*** Opening of MATERIALS PROVIDED ***

use thiserror::Error;

use crate::config::ConfigError;
use crate::landscape::LoadError;

/// Fatal conditions that stop a simulation before or while it runs.
#[derive(Debug, Error)]
pub enum SimulationError {
    #[error("invalid configuration")]
    Config(#[from] ConfigError),

    #[error("failed to load elevation grid")]
    Load(#[from] LoadError),

    /// The worker pool for band dispatch could not be created.
    #[error("failed to start {workers} simulation workers")]
    WorkerPool {
        workers: usize,
        #[source]
        source: rayon::ThreadPoolBuildError,
    },

    #[error("elevation grid is {found}×{found}, configuration expects {expected}×{expected}")]
    SizeMismatch { expected: usize, found: usize },
}
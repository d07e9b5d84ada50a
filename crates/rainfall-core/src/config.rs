use std::path::PathBuf;

use serde::{Deserialize, Serialize};
use thiserror::Error;

/// Run parameters for one rainfall simulation.
#[derive(Debug, Clone, PartialEq, Serialize, Deserialize)]
pub struct SimConfig {
    /// Requested worker count P. Clamped to `size` when partitioning.
    pub workers: usize,
    /// Number of initial steps M during which one drop falls on every cell.
    pub rain_steps: u32,
    /// Water absorbed per cell per step, A.
    pub absorption: f32,
    /// Grid dimension N (the grid is N×N).
    pub size: usize,
    /// Elevation file, N lines of N integers.
    pub elevation: PathBuf,
}

#[derive(Debug, Error, PartialEq)]
pub enum ConfigError {
    #[error("worker count must be at least 1")]
    NoWorkers,
    #[error("grid size must be at least 1")]
    EmptyGrid,
    #[error("absorption rate must be a finite non-negative number, got {0}")]
    BadAbsorption(f32),
}

impl SimConfig {
    pub fn validate(&self) -> Result<(), ConfigError> {
        if self.workers == 0 {
            return Err(ConfigError::NoWorkers);
        }
        if self.size == 0 {
            return Err(ConfigError::EmptyGrid);
        }
        if !self.absorption.is_finite() || self.absorption < 0.0 {
            return Err(ConfigError::BadAbsorption(self.absorption));
        }
        Ok(())
    }

    /// Worker count actually used: never more workers than rows.
    pub fn effective_workers(&self) -> usize {
        self.workers.min(self.size)
    }
}

#[cfg(test)]
mod tests {
    use super::*;

    fn base() -> SimConfig {
        SimConfig {
            workers: 4,
            rain_steps: 10,
            absorption: 0.25,
            size: 16,
            elevation: PathBuf::from("sample_16x16.in"),
        }
    }

    #[test]
    fn valid_config_passes() {
        assert_eq!(base().validate(), Ok(()));
    }

    #[test]
    fn rejects_degenerate_values() {
        assert_eq!(SimConfig { workers: 0, ..base() }.validate(), Err(ConfigError::NoWorkers));
        assert_eq!(SimConfig { size: 0, ..base() }.validate(), Err(ConfigError::EmptyGrid));
        assert!(matches!(
            SimConfig { absorption: -0.1, ..base() }.validate(),
            Err(ConfigError::BadAbsorption(_))
        ));
        assert!(SimConfig { absorption: f32::NAN, ..base() }.validate().is_err());
    }

    #[test]
    fn workers_clamp_to_rows() {
        assert_eq!(SimConfig { workers: 64, ..base() }.effective_workers(), 16);
        assert_eq!(base().effective_workers(), 4);
    }

    #[test]
    fn config_round_trips_through_json() {
        let json = serde_json::to_string(&base()).unwrap();
        let back: SimConfig = serde_json::from_str(&json).unwrap();
        assert_eq!(back, base());
    }
}
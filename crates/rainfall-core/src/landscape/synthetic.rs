//! Seeded synthetic elevation grids for experiments and tests.
use noise::{NoiseFn, Perlin};
use rand::rngs::StdRng;
use rand::{Rng, SeedableRng};

use crate::grid::Matrix;

/// Independent uniform integer heights in `[0, max_height]`.
///
/// Produces many pits and plateaus, which is what the trickle rules find
/// hardest: lots of ties and lots of trapped water.
pub fn uniform_landscape(n: usize, max_height: i32, seed: u64) -> Matrix<i32> {
    let mut rng = StdRng::seed_from_u64(seed);
    let hi = max_height.max(0);
    Matrix::from_fn(n, |_, _| rng.gen_range(0..=hi))
}

/// Octave sum of Perlin noise with persistence 0.5 and lacunarity 2.
struct Fbm {
    noise: Perlin,
    octaves: u32,
}

impl Fbm {
    fn new(seed: u32, octaves: u32) -> Self {
        Self { noise: Perlin::new(seed), octaves }
    }

    fn sample(&self, x: f64, y: f64) -> f64 {
        let mut value = 0.0f64;
        let mut amp = 1.0f64;
        let mut freq = 1.0f64;
        for _ in 0..self.octaves {
            value += amp * self.noise.get([x * freq, y * freq]);
            amp *= 0.5;
            freq *= 2.0;
        }
        value
    }
}

/// Rolling terrain quantised to integer heights in `[0, relief]`.
pub fn fbm_landscape(n: usize, relief: i32, seed: u32) -> Matrix<i32> {
    let fbm = Fbm::new(seed, 5);
    let base_freq = 4.0 / n.max(1) as f64;
    let raw = Matrix::from_fn(n, |r, c| fbm.sample(c as f64 * base_freq, r as f64 * base_freq));

    let lo = raw.data.iter().cloned().fold(f64::INFINITY, f64::min);
    let hi = raw.data.iter().cloned().fold(f64::NEG_INFINITY, f64::max);
    let span = hi - lo;
    let relief = relief.max(0) as f64;
    let data = raw
        .data
        .iter()
        .map(|&v| if span > 0.0 { ((v - lo) / span * relief).round() as i32 } else { 0 })
        .collect();
    Matrix::from_vec(n, data)
}

#[cfg(test)]
mod tests {
    use super::*;

    #[test]
    fn uniform_is_seeded_and_bounded() {
        let a = uniform_landscape(16, 9, 7);
        let b = uniform_landscape(16, 9, 7);
        let c = uniform_landscape(16, 9, 8);
        assert_eq!(a, b);
        assert_ne!(a, c);
        assert!(a.data.iter().all(|&h| (0..=9).contains(&h)));
    }

    #[test]
    fn fbm_spans_requested_relief() {
        let g = fbm_landscape(32, 100, 42);
        let min = *g.data.iter().min().unwrap();
        let max = *g.data.iter().max().unwrap();
        assert_eq!(min, 0);
        assert_eq!(max, 100);
        assert_eq!(g, fbm_landscape(32, 100, 42));
    }

    #[test]
    fn single_cell_fbm_is_flat() {
        let g = fbm_landscape(1, 50, 3);
        assert_eq!(g.data, vec![0]);
    }
}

*** Close of MATERIALS PROVIDED ***

### ASSIGNED TASK
Which lines of the entries above contain the word "Serialize"? Copy each of them.

### TASK ANSWER
use serde::{Deserialize, Serialize};
#[derive(Debug, Clone, PartialEq, Serialize, Deserialize)]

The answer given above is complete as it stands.